Aim of the task: Please restate, word for word, the lines below that begin at the one with "pub struct HttpTransport" and end at the one with "pub fn endpoint(&self, workflow_id: &str)". Leave out all other lines.

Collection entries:
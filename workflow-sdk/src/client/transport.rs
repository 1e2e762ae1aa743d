//! Transport to the workflow engine
//!
//! `Transport` performs exactly one delivery attempt. Retry, circuit
//! breaking and tracking live above it in the dispatcher.

use std::time::Instant;

use async_trait::async_trait;
use reqwest::{Client, RequestBuilder};
use serde_json::{Map, Value};
use tracing::debug;

use crate::core::{CommunicationMode, RequestMethod};
use crate::error::mapping::map_http_error;
use crate::error::{ErrorContext, Result};
use crate::mapping::RawReply;

/// Header carrying the request identifier
pub const REQUEST_ID_HEADER: &str = "X-Request-Id";

/// Header carrying the communication mode
pub const MODE_HEADER: &str = "X-Communication-Mode";

/// Header carrying the URL async replies should be delivered to
pub const CALLBACK_URL_HEADER: &str = "X-Callback-Url";

/// One request as handed to the transport
#[derive(Debug, Clone, PartialEq)]
pub struct OutboundRequest {
    pub identifier: String,
    pub workflow_id: String,
    pub mode: CommunicationMode,
    pub method: RequestMethod,
    pub body: Map<String, Value>,
    pub callback_url: Option<String>,
}

/// Successful reply of a single attempt
#[derive(Debug, Clone, PartialEq)]
pub struct TransportReply {
    pub status_code: u16,
    pub body: RawReply,
}

/// Performs a single delivery attempt
#[cfg_attr(test, mockall::automock)]
#[async_trait]
pub trait Transport: Send + Sync {
    /// Deliver the request once. Non-2xx replies are errors.
    async fn dispatch(&self, request: &OutboundRequest) -> Result<TransportReply>;
}

/// reqwest based transport
#[derive(Debug, Clone)]
pub struct HttpTransport {
    client: Client,
    base_url: String,
}

impl HttpTransport {
    /// Create a transport posting to `{base_url}/{workflow_id}`
    pub fn new(client: Client, base_url: impl Into<String>) -> Self {
        Self {
            client,
            base_url: base_url.into().trim_end_matches('/').to_string(),
        }
    }

    /// The base URL
    pub fn base_url(&self) -> &str {
        &self.base_url
    }

    /// URL a workflow is reached at
    pub fn endpoint(&self, workflow_id: &str) -> String {
        format!("{}/{}", self.base_url, workflow_id.trim_start_matches('/'))
    }

    fn build_request(&self, url: &str, request: &OutboundRequest) -> RequestBuilder {
        let builder = match request.method {
            RequestMethod::Get => self.client.get(url).query(&form_pairs(&request.body)),
            RequestMethod::PostJson => self.client.post(url).json(&request.body),
            RequestMethod::PostForm => self.client.post(url).form(&form_pairs(&request.body)),
            RequestMethod::Put => self.client.put(url).json(&request.body),
            RequestMethod::Patch => self.client.patch(url).json(&request.body),
        };

        let builder = builder
            .header(REQUEST_ID_HEADER, &request.identifier)
            .header(MODE_HEADER, request.mode.as_str());

        match request.callback_url {
            Some(ref callback_url) => builder.header(CALLBACK_URL_HEADER, callback_url),
            None => builder,
        }
    }
}

#[async_trait]
impl Transport for HttpTransport {
    async fn dispatch(&self, request: &OutboundRequest) -> Result<TransportReply> {
        let url = self.endpoint(&request.workflow_id);
        debug!(request_id = %request.identifier, method = %request.method, %url, "Sending request to workflow engine");

        let start_time = Instant::now();
        let response = self.build_request(&url, request).send().await?;

        let status = response.status();
        let text = response.text().await?;
        debug!(
            request_id = %request.identifier,
            status = status.as_u16(),
            elapsed_ms = start_time.elapsed().as_millis() as u64,
            "Workflow engine replied"
        );

        if !status.is_success() {
            let mut context = ErrorContext::for_source("http_transport")
                .endpoint(url)
                .request_id(request.identifier.clone());
            let error = map_http_error(status, &text, &mut context);
            return Err(error.with_context(context));
        }

        Ok(TransportReply {
            status_code: status.as_u16(),
            body: parse_reply(&text),
        })
    }
}

/// Interpret a reply body as a key/value structure.
///
/// JSON objects are used as-is, other JSON values are wrapped under
/// `data`, non-JSON text under `body`; an empty body is an empty map.
pub fn parse_reply(text: &str) -> RawReply {
    if text.trim().is_empty() {
        return RawReply::new();
    }

    match serde_json::from_str::<Value>(text) {
        Ok(Value::Object(map)) => map,
        Ok(other) => {
            let mut map = RawReply::new();
            map.insert("data".to_string(), other);
            map
        }
        Err(_) => {
            let mut map = RawReply::new();
            map.insert("body".to_string(), Value::String(text.to_string()));
            map
        }
    }
}

/// Flatten a body into string pairs for query strings and forms
fn form_pairs(body: &Map<String, Value>) -> Vec<(String, String)> {
    body.iter()
        .map(|(key, value)| {
            let value = match value {
                Value::String(s) => s.clone(),
                Value::Null => String::new(),
                other => other.to_string(),
            };
            (key.clone(), value)
        })
        .collect()
}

Response below:
pub struct HttpTransport {
    client: Client,
    base_url: String,
}

impl HttpTransport {
    /// Create a transport posting to `{base_url}/{workflow_id}`
    pub fn new(client: Client, base_url: impl Into<String>) -> Self {
        Self {
            client,
            base_url: base_url.into().trim_end_matches('/').to_string(),
        }
    }

    /// The base URL
    pub fn base_url(&self) -> &str {
        &self.base_url
    }

    /// URL a workflow is reached at
    pub fn endpoint(&self, workflow_id: &str) -> String {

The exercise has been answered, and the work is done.